These kinds of error messages are often a dead giveaway that a company (or product) doesn't know what it's doing. How can you know something went wrong, but not actually say what went wrong in the error message? Either 1. You don't have sufficient logging and/or error handling to know what specifically went wrong, or 2. You do know specifically what went wrong but don't know how to fix it or what to tell the user to do to fix it, or 3. You know what went wrong but are being deliberately vague with the user. None of the above are a really good look.



I've seen a lot of #3 used under the guise of either security or user friendliness.


Yeah fraud and security tend to have useless error messages (for justifiable reasons, but it's still annoying).


It's really not justifiable to have in-actionable error messages for things like fraud prevention.

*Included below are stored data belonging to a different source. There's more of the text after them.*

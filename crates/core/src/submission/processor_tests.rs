//! Tests for the submission processor.

use std::sync::Arc;

use bytes::Bytes;

use super::*;
use crate::forms::FormFields;
use crate::submission::{StoreError, Submission};
use crate::test_support::{FakeObjectStore, MemorySubmissionStore, RecordingNotifier};
use crate::upload::{FileGroups, FileItem};

struct Harness {
    storage: Arc<FakeObjectStore>,
    store: Arc<MemorySubmissionStore>,
    notifier: Arc<RecordingNotifier>,
    processor: SubmissionProcessor,
}

fn harness(
    storage: FakeObjectStore,
    store: MemorySubmissionStore,
    notifier: RecordingNotifier,
) -> Harness {
    let storage = Arc::new(storage);
    let store = Arc::new(store);
    let notifier = Arc::new(notifier);
    let processor = SubmissionProcessor::new(
        storage.clone(),
        store.clone(),
        notifier.clone(),
        ProcessorSettings {
            frontend_url: "https://registra.example/".to_string(),
        },
    );
    Harness {
        storage,
        store,
        notifier,
        processor,
    }
}

fn default_harness() -> Harness {
    harness(
        FakeObjectStore::default(),
        MemorySubmissionStore::default(),
        RecordingNotifier::default(),
    )
}

fn company_fields() -> FormFields {
    [
        ("nombre_empresa", "Acme"),
        ("email_empresa", "info@acme.com"),
        ("fondos_licitos", "on"),
    ]
    .into_iter()
    .collect()
}

fn individual_fields() -> FormFields {
    [
        ("nombre", "Ana"),
        ("apellido", "García"),
        ("email", "ana@example.com"),
        ("fondos_licitos", "off"),
    ]
    .into_iter()
    .collect()
}

fn one_file(group: &str, filename: &str) -> FileGroups {
    let mut files = FileGroups::new();
    files.push(group, FileItem::new(Bytes::from_static(b"%PDF"), "application/pdf", filename));
    files
}

fn submission(kind: FormKind, fields: &FormFields, files: FileGroups) -> Submission {
    Submission::parse(kind, fields, files).expect("valid submission")
}

#[tokio::test]
async fn test_company_registration_with_sanitized_file() {
    let h = default_harness();
    let sub = submission(
        FormKind::CompanyRegistration,
        &company_fields(),
        one_file("estatuto_social", "Doc Final.pdf"),
    );

    let receipt = h.processor.process(sub).await.expect("should succeed");
    h.processor.shutdown().await;

    let value = serde_json::to_value(&receipt).expect("serializable");
    assert_eq!(value["message"], FormKind::CompanyRegistration.success_message());
    assert_eq!(value["data"]["fondos_licitos"], true);
    let urls = value["data"]["estatuto_social_urls"]
        .as_array()
        .expect("url column present");
    assert_eq!(urls.len(), 1);
    assert!(urls[0].as_str().unwrap_or_default().contains("Doc_Final.pdf"));
    assert_eq!(h.store.records().len(), 1);
}

#[tokio::test]
async fn test_upload_failure_persists_nothing_and_sends_nothing() {
    let h = harness(
        FakeObjectStore::failing_groups(["estatuto_social"]),
        MemorySubmissionStore::default(),
        RecordingNotifier::default(),
    );
    let sub = submission(
        FormKind::CompanyRegistration,
        &company_fields(),
        one_file("estatuto_social", "Doc Final.pdf"),
    );

    let err = h.processor.process(sub).await.unwrap_err();
    h.processor.shutdown().await;

    let SubmissionError::Upload(upload) = err else {
        panic!("expected upload error, got {err:?}");
    };
    assert_eq!(upload.failed_groups(), vec!["estatuto_social"]);
    assert!(h.store.records().is_empty());
    assert!(h.notifier.sent().is_empty());
}

#[tokio::test]
async fn test_url_columns_match_submitted_groups() {
    let h = default_harness();
    let mut files = FileGroups::new();
    for name in ["a.pdf", "b.pdf", "c.pdf"] {
        files.push(
            "estados_contables",
            FileItem::new(Bytes::from_static(b"x"), "application/pdf", name),
        );
    }
    files.push("logo", FileItem::new(Bytes::from_static(b"x"), "image/png", "logo.png"));

    let receipt = h
        .processor
        .process(submission(FormKind::CompanyRegistration, &company_fields(), files))
        .await
        .expect("should succeed");

    let urls = &receipt.data.record.urls;
    assert_eq!(urls.len(), 2);
    assert_eq!(urls.get("estados_contables").map(<[String]>::len), Some(3));
    assert_eq!(urls.get("logo").map(<[String]>::len), Some(1));
    assert!(urls.get("organigrama").is_none());
}

#[tokio::test]
async fn test_notification_failure_does_not_change_outcome() {
    let h = harness(
        FakeObjectStore::default(),
        MemorySubmissionStore::default(),
        RecordingNotifier::failing(),
    );

    let receipt = h
        .processor
        .process(submission(FormKind::IndividualKyc, &individual_fields(), FileGroups::new()))
        .await
        .expect("should succeed despite notifier");
    h.processor.shutdown().await;

    assert_eq!(receipt.message, FormKind::IndividualKyc.success_message());
    assert_eq!(h.notifier.sent().len(), 1);
    assert_eq!(h.store.records().len(), 1);
}

#[tokio::test]
async fn test_notification_carries_recipient_and_continuation() {
    let h = default_harness();

    let receipt = h
        .processor
        .process(submission(FormKind::IndividualKyc, &individual_fields(), FileGroups::new()))
        .await
        .expect("should succeed");
    h.processor.shutdown().await;

    let sent = h.notifier.sent();
    assert_eq!(sent.len(), 1);
    assert_eq!(sent[0].to, "ana@example.com");
    assert_eq!(sent[0].display_name, "Ana García");
    assert_eq!(sent[0].record_id, receipt.data.id);
    assert_eq!(
        sent[0].continuation_url,
        "https://registra.example/formularios/solicitud-token"
    );
}

#[tokio::test]
async fn test_company_without_email_sends_nothing() {
    let h = default_harness();
    let fields: FormFields = [("nombre_empresa", "Acme")].into_iter().collect();

    h.processor
        .process(submission(FormKind::CompanyRegistration, &fields, FileGroups::new()))
        .await
        .expect("should succeed");
    h.processor.shutdown().await;

    assert!(h.notifier.sent().is_empty());
}

#[tokio::test]
async fn test_kyc_without_files_has_no_url_columns() {
    let h = default_harness();

    let receipt = h
        .processor
        .process(submission(FormKind::IndividualKyc, &individual_fields(), FileGroups::new()))
        .await
        .expect("should succeed");

    let value = serde_json::to_value(&receipt.data).expect("serializable");
    let object = value.as_object().expect("object");
    assert!(object.keys().all(|k| !k.ends_with("_urls")));
    assert_eq!(value["fondos_licitos"], false);
    assert_eq!(value["origen"], "kyc");
    assert_eq!(h.storage.upload_calls(), 0);
}

#[tokio::test]
async fn test_token_interest_never_uploads() {
    let h = default_harness();

    h.processor
        .process(submission(FormKind::TokenInterest, &individual_fields(), FileGroups::new()))
        .await
        .expect("should succeed");

    assert_eq!(h.storage.upload_calls(), 0);
    assert_eq!(h.store.records()[0].kind, FormKind::TokenInterest);
}

#[tokio::test]
async fn test_persistence_failure_discards_uploads() {
    let h = harness(
        FakeObjectStore::default(),
        MemorySubmissionStore::failing(),
        RecordingNotifier::default(),
    );
    let sub = submission(
        FormKind::CompanyRegistration,
        &company_fields(),
        one_file("estatuto_social", "a.pdf"),
    );

    let err = h.processor.process(sub).await.unwrap_err();
    h.processor.shutdown().await;

    assert!(matches!(
        err,
        SubmissionError::Persistence(StoreError::Insert { table: "registros_market", .. })
    ));
    assert_eq!(h.storage.removed_keys(), h.storage.stored_keys());
    assert_eq!(h.storage.removed_keys().len(), 1);
    assert!(h.notifier.sent().is_empty());
}

#[test]
fn test_continuation_url_joins_without_double_slash() {
    let h = default_harness();
    assert_eq!(
        h.processor.continuation_url(FormKind::Contact),
        "https://registra.example/market"
    );
}
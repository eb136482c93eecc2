//! Concurrent file upload for form submissions.
//!
//! Files arrive grouped by form field. The orchestrator fans out one upload
//! per file across every group and either returns the public URLs of all of
//! them or fails the whole batch.

mod error;
mod key;
mod orchestrator;
mod types;

pub use error::{GroupFailure, UploadError};
pub use key::{sanitize_filename, storage_key};
pub use orchestrator::UploadOrchestrator;
pub use types::{FileGroup, FileGroups, FileItem, GroupUrls, UploadTarget, UploadedFiles};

You don't necessarily need to say exactly why it was triggered or even that it was fraud detection, but at least give me steps to get my issue resolved. If I need to contact support, say so. If I'm locked out for 10 minutes, tell me so I don't waste my time. If I need to change settings, tell me what to do.

Getting told to "try again later" every day you try to send money through a payment app is not a useful error. (I'm not entirely sure if it's fraud protection, but I also have no idea why I couldn't send money because it won't give me any resolution steps).

People familiar with fraud protection or security may assume that the error message is related to fraud protection or security, but actual users are just going to be frustrated.